Making the Bank Selection

03/03/2010

If you are dealing with a mortgage broker, you need to be aware that they might not be free to select from all possible lenders. Instead, brokers have established relationships with a select panel of lenders. The mortgage broker will undertake the process of selecting the best lender, be it a bank or credit union or other non bank lender, with their client, from the panel of lenders it has a relationship with.

In the case of a customer looking at the possibility of switching their existing loan to a new lender the borrower and mortgage broker can go through a relatively simple exercise which involves drawing up a table listing the interest rates, fees and features of the current loan and a few other potential home loans.

Sometimes the best outcome can be achieved by making contact with the current lender and asking them to re-assess the terms and conditions applying to the existing loan. A customer would indicate that they are planning to switch to a cheaper loan offered by another lender.

Some lenders will not want you to switch to another lender and will be responsive to the request. In this case the borrower’s existing lender may offer an alternative loan at a cheaper rate or offer to reduce the interest rate on the home loan currently active.

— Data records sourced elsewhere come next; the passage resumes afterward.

//! Engine configuration
//!
//! A single serializable [`EngineConfig`] covers the tunables of the graph
//! runtime: frames in flight, profiler window, aliasing threshold, budget
//! table and the shader cache directory. Loaded from TOML with defaults for
//! every field, so an empty file is a valid configuration.

use crate::resource::{BudgetResourceType, ResourceBudget};
use serde::{Deserialize, Serialize};
use std::path::{Path, PathBuf};
use thiserror::Error;

/// Configuration loading failures
#[derive(Debug, Error)]
pub enum ConfigError {
    /// The file could not be read
    #[error("failed to read config file: {0}")]
    Io(#[from] std::io::Error),
    /// The file is not valid TOML for this schema
    #[error("failed to parse config file: {0}")]
    Parse(#[from] toml::de::Error),
}

/// One budget table entry
#[derive(Debug, Clone, Serialize, Deserialize)]
pub struct BudgetEntryConfig {
    /// Budget category: `host-memory`, `device-memory`, `command-buffers`,
    /// `descriptors`, or any custom name
    pub resource_type: String,
    /// Maximum allowed bytes, 0 meaning unlimited
    #[serde(default)]
    pub max_bytes: u64,
    /// Warn above this many bytes, 0 meaning no warning
    #[serde(default)]
    pub warning_threshold: u64,
    /// Fail allocations over the limit instead of warning
    #[serde(default)]
    pub strict: bool,
}

impl BudgetEntryConfig {
    /// The budget category this entry configures
    pub fn resource_type(&self) -> BudgetResourceType {
        match self.resource_type.as_str() {
            "host-memory" => BudgetResourceType::HostMemory,
            "device-memory" => BudgetResourceType::DeviceMemory,
            "command-buffers" => BudgetResourceType::CommandBuffers,
            "descriptors" => BudgetResourceType::Descriptors,
            custom => BudgetResourceType::Custom(custom.to_string()),
        }
    }

    /// The budget values of this entry
    pub fn budget(&self) -> ResourceBudget {
        ResourceBudget::new(self.max_bytes, self.warning_threshold, self.strict)
    }
}

/// Top-level engine configuration
#[derive(Debug, Clone, Serialize, Deserialize)]
#[serde(default)]
pub struct EngineConfig {
    /// Frames the CPU may run ahead of the GPU
    pub frames_in_flight: u32,
    /// Rolling profiler window in frames
    pub profiler_frame_history: u32,
    /// Resources smaller than this are never aliased
    pub minimum_aliasing_size: u64,
    /// Directory for compiled shader stages
    pub shader_cache_dir: PathBuf,
    /// Per-type budget table
    pub budgets: Vec<BudgetEntryConfig>,
}

impl Default for EngineConfig {
    fn default() -> Self {
        Self {
            frames_in_flight: 2,
            profiler_frame_history: 120,
            minimum_aliasing_size: 1024 * 1024,
            shader_cache_dir: PathBuf::from("shader_cache"),
            budgets: Vec::new(),
        }
    }
}

impl EngineConfig {
    /// Load a configuration from a TOML file
    pub fn from_toml_file(path: impl AsRef<Path>) -> Result<Self, ConfigError> {
        let text = std::fs::read_to_string(path)?;
        Ok(toml::from_str(&text)?)
    }
}

#[cfg(test)]
mod tests {
    use super::*;

    #[test]
    fn test_empty_config_uses_defaults() {
        let config: EngineConfig = toml::from_str("").unwrap();

        assert_eq!(config.frames_in_flight, 2);
        assert_eq!(config.profiler_frame_history, 120);
        assert_eq!(config.minimum_aliasing_size, 1024 * 1024);
        assert!(config.budgets.is_empty());
    }

    #[test]
    fn test_budget_entries_parse() {
        let config: EngineConfig = toml::from_str(
            r#"
            frames_in_flight = 3

            [[budgets]]
            resource_type = "device-memory"
            max_bytes = 16777216
            strict = true

            [[budgets]]
            resource_type = "shadow-atlas"
            warning_threshold = 1024
            "#,
        )
        .unwrap();

        assert_eq!(config.frames_in_flight, 3);
        assert_eq!(config.budgets.len(), 2);
        assert_eq!(
            config.budgets[0].resource_type(),
            BudgetResourceType::DeviceMemory
        );
        assert!(config.budgets[0].budget().strict);
        assert_eq!(
            config.budgets[1].resource_type(),
            BudgetResourceType::Custom("shadow-atlas".to_string())
        );
    }
}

In the case of a borrower looking to lower their monthly repayments and who may have a variable rate loan, the bank may suggest that you fix the interest rate. Not only will this reduce the amount of repayments on a monthly repayment plan but it will also save the costs associated with switching. Fixing an interest rate should only be done if the rate is historically low and there is an expectation that interest rates will rise in the near future.

In the exercise of drawing up a table you would list the new terms that your existing bank would offer. All the information you need to undertake this exercise is available online and can be sourced by searching for key terms on Google.

It is necessary to know that the quoted ‘standard variable rate’ is an indicative rate and will almost always be negotiated whether by the borrower himself or the mortgage broker acting on behalf of a customer. In this regard the mortgage broker may have an amount of ‘pull’ with a bank or other mortgage provider. They will, in all likelihood have done many deals with a particular institution and this may result in their capacity to source genuine discount rates. It does not however preclude you from dealing direct with a bank.

As you look at potential lenders you’ll find they offer a variety of loans, all with different interest rates, fees and charges, and other features.

These criteria would apply whether the loan is grouped under ‘lo doc” loans or ‘full doc’ loans. Here the main distinction relates to the documentation necessary in relation to demonstrating income sources and financial statements. A table setting out all the features under these headings and across a number of lenders will be a potentially money-saving exercise.